34 Capítulo 32 - A sombra de um homem


Notas iniciais
Oie de novo! Atrasei algumas horas porque não estava em casa. Boa leitura!

"Aquele que luta com monstros deve tomar muito cuidado para não tornar-se também um monstro. Porque quando você olha por muito tempo para um abismo, o abismo olha de volta para você." — Friedrich Nietzsche

– O que você queria discutir comigo?!

Shizuo tinha acabado de chegar ao escritório de Matsubara Shouichi. Ele deixou claro que estava irritado, fechando os punhos e olhando para o homem mais velho de maneira ameaçadora.

– É um prazer conhecê-lo em pessoa, Shizuo-kun — disse o chefe da Shouichi Pharmaceuticals, sentado à sua escrivaninha.

– Não posso dizer o mesmo — respondeu Shizuo. — Quero acabar com isso o mais rápido possível. O que você quer comigo?

– Ah, vamos com calma. Temos bastante tempo, sim? Primeiro deixe-me apresentar o meu sócio-

– Eu já conheço esse cara — disse Shizuo, olhando com nojo para o outro homem que estava ao seu lado. — Itsuki... Makoto, não é?

– Exato — Makoto respondeu, com um sorriso amarelo. Prazer em co-

O ex-barman sentiu a raiva dentro de si aumentar. Queria arrebentar os dentes daquele cara ridículo para que ele nunca mais pudesse abrir um sorriso falso como aquele.

– Não me venha com isso — disse. — Eu sabia que você não prestava desde a primeira vez que olhei pra sua cara nojenta.

Itsuki Makoto riu.

– Tenho que admitir que seria tudo mais fácil se você tivesse me deixado sair com o seu... hm... namorado? Izaya Orihara, naquela noite. E aquele soco doeu bastante... Mas isso não importa agora.

– Então foi tudo planejado.

– Claro que foi.
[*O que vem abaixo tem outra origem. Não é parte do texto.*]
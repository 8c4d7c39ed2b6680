use std::path::PathBuf;

use serde::{Deserialize, Serialize};

use super::{content_file_name, ContentDocument, FrontMatter};
use crate::import::PartnerRecord;

#[derive(Debug, Clone, Serialize, Deserialize, PartialEq, Eq)]
pub struct PartnerFrontMatter {
    pub key: String,
    pub title: String,
    pub category: String,
    pub order: i32,
    pub logo: String,
    pub lang: String,
}

impl ContentDocument {
    pub fn for_partner(record: &PartnerRecord, locale: &str) -> ContentDocument {
        let front_matter = PartnerFrontMatter {
            key: record.key.clone(),
            title: record.title.clone(),
            category: record.category.clone(),
            order: record.order,
            logo: format!("/images/partners/logo-{}.png", record.key),
            lang: locale.into(),
        };

        ContentDocument {
            path: PathBuf::from("partners")
                .join(&record.category)
                .join(content_file_name(&record.key)),
            front_matter: FrontMatter::Partner(front_matter),
            body: record.description.clone(),
        }
    }
}
use serde::{Deserialize, Deserializer};

pub const ACCEPTED_STATE: &str = "accepted";
pub const LOGO_PRESENT: &str = "yes";

/// Decides whether a row makes it into the generated site.
pub trait Acceptance {
    fn is_accepted(&self) -> bool;
}

/// One row of the speakers export. A row may also carry the talk the speaker gives.
#[derive(Debug, Deserialize, Clone, Default, PartialEq, Eq)]
pub struct SpeakerRecord {
    pub id: String,
    pub name: String,
    #[serde(default)]
    pub avatar: Option<String>,
    #[serde(default)]
    pub location: Option<String>,
    #[serde(default)]
    pub bio: String,
    #[serde(default)]
    pub twitter: Option<String>,
    #[serde(default)]
    pub url: Option<String>,
    #[serde(default)]
    pub organization: String,
    #[serde(default)]
    pub shirt_size: Option<String>,
    #[serde(default)]
    pub talk_format: String,
    #[serde(default)]
    pub title: String,
    #[serde(default)]
    pub r#abstract: String,
    #[serde(default)]
    pub description: String,
    #[serde(default)]
    pub notes: Option<String>,
    #[serde(default)]
    pub audience_level: String,
    #[serde(default)]
    pub tags: Option<String>,
    #[serde(default)]
    pub rating: Option<String>,
    pub state: String,
    #[serde(default)]
    pub confirmed: Option<String>,
    #[serde(default)]
    pub created_at: Option<String>,
    #[serde(default)]
    pub additional_info: Option<String>,
    #[serde(default)]
    pub session_id: Option<String>,
    #[serde(default)]
    pub video_id: Option<String>,
    #[serde(default)]
    pub presentation: Option<String>,
}

impl Acceptance for SpeakerRecord {
    fn is_accepted(&self) -> bool {
        self.state == ACCEPTED_STATE
    }
}

/// Talk details carried on a speaker row that has a session id.
#[derive(Debug, Clone, PartialEq, Eq)]
pub struct SessionRecord {
    pub id: String,
    pub title: String,
    pub r#abstract: String,
    pub description: String,
    pub talk_format: String,
    pub audience_level: String,
    pub video_id: Option<String>,
    pub presentation: Option<String>,
    pub speaker_id: String,
}

impl SpeakerRecord {
    pub fn session(&self) -> Option<SessionRecord> {
        let id = self.session_id.as_deref().filter(|id| !id.is_empty())?;

        Some(SessionRecord {
            id: id.to_string(),
            title: self.title.clone(),
            r#abstract: self.r#abstract.clone(),
            description: self.description.clone(),
            talk_format: self.talk_format.clone(),
            audience_level: self.audience_level.clone(),
            video_id: self.video_id.clone().filter(|v| !v.is_empty()),
            presentation: self.presentation.clone().filter(|p| !p.is_empty()),
            speaker_id: self.id.clone(),
        })
    }
}

#[derive(Debug, Deserialize, Clone, PartialEq, Eq)]
pub struct PartnerRecord {
    pub key: String,
    pub title: String,
    pub category: String,
    #[serde(deserialize_with = "empty_as_zero")]
    pub order: i32,
    pub logo_exists: String,
    #[serde(default)]
    pub description: String,
}

/// Blank order cells sort as 0.
fn empty_as_zero<'de, D>(deserializer: D) -> Result<i32, D::Error>
where
    D: Deserializer<'de>,
{
    let raw = String::deserialize(deserializer)?;
    if raw.trim().is_empty() {
        return Ok(0);
    }
    raw.trim().parse().map_err(serde::de::Error::custom)
}

impl Acceptance for PartnerRecord {
    fn is_accepted(&self) -> bool {
        self.logo_exists == LOGO_PRESENT
    }
}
Se bem que Izaya Orihara tem uma cara bonitinha para um homem. Eu sairia com ele mesmo sem ter um plano~

– DESGRAÇADO!

Shizuo não resistiu o ódio e deu um soco na parede, bem ao lado do rosto de Makoto, que pareceu um pouco assustado. Shouichi continuou sentado e manteve a mesma expressão, como se nada tivesse acontecido.

– Sente-se, Shizuo-kun — disse ele. — Eu vou te contar uma história.

O loiro sentou-se na cadeira em frente à escrivaninha, mantendo sempre a expressão desconfiada nos olhos.

– Do que você está falando?

– Você, junto de Izaya, tem pesquisado bastante sobre a minha empresa não é? Mais especificamente, sobre o 'assassino da katana', certo?

Shizuo não respondeu, nem mexeu um único músculo da face.

– Vamos lá, Shizuo-kun, não fique em silêncio. Eu sei o que vocês estavam fazendo. Eu estive espionando vocês esse tempo todo.

– Então foi você que sabotou-

– O carro de Izaya? Não fui eu. Porém, eu mandei alguns homens que trabalham para mim fazerem esse serviço.

– ISSO É A MESMA COISA!

– Meus funcionários não fizeram o trabalho no carro direito, não é? — Shouichi ignorou o comentário. — O acidente foi muito leve. Tive que mandar matar todos, no fim das contas. Bando de inúteis.

Os dedos de Shizuo coçaram para dar um soco que deveria desfigurar o rosto de Shouichi.

– Eu vou acabar com você.

– Ah, você não iria querer fazer isso agora. Não quando eu estou explicando o meu plano para você. Deixe-me continuar, sim?

O ex-barman ficou em silêncio e se sentou de maneira mais confortável na cadeira, dando seu melhor para não dar uma surra no homem que estava na sua frente.

– Então... Dizem que se você quer algo do seu jeito, você mesmo tem que fazer. Aí eu fui lá e fiz aquela bagunça no apartamento. Veja só, aquilo era um aviso. Eu estava sendo cortês com vocês! Avisando que haveriam consequências.

Shouichi abriu um sorriso malicioso.

– Mas vocês ignoraram completamente... É uma pena, mesmo. Mas não era exatamente disso que eu queria falar... O que era mesmo...

Ele não é velho o bastante para ter perda de memória, pensou Shizuo. O que esse cara está planejando?

– Ah, sim — Shouichi continuou. — Já que vocês estavam se esforçando tanto para descobrir minha relação com o assassino da katana, eu resolvi que iria contar tudo para você. Mesmo porque é algo que eu tenho muito orgulho de ter feito. Eu deveria compartilhar isso com mais pessoas.

Tem coisa nisso.

– Se você acha que vai me convencer com essa baboseira, está muito errado — disse Shizuo, cerrando os dentes. — Nem uma criança da pré-escola acreditaria que você está dizendo isso por 'boa vontade'.

O homem de meia idade soltou uma risada.

– Paciência, Shizuo-kun, paciência. Deixe-me contar do começo. Você sabia que, até recentemente, minha empresa estava falindo, certo?

Shizuo não respondeu; Shouichi tomou o silêncio por uma afirmação e resolveu continuar.

– Nossos remédios estavam vendendo muito pouco, havia vários laboratórios na nossa frente. Não conseguíamos desenvolver nada que fosse inovador ou que ao menos funcionasse. Em meio a várias experiências que não funcionaram, houve uma que foi especial.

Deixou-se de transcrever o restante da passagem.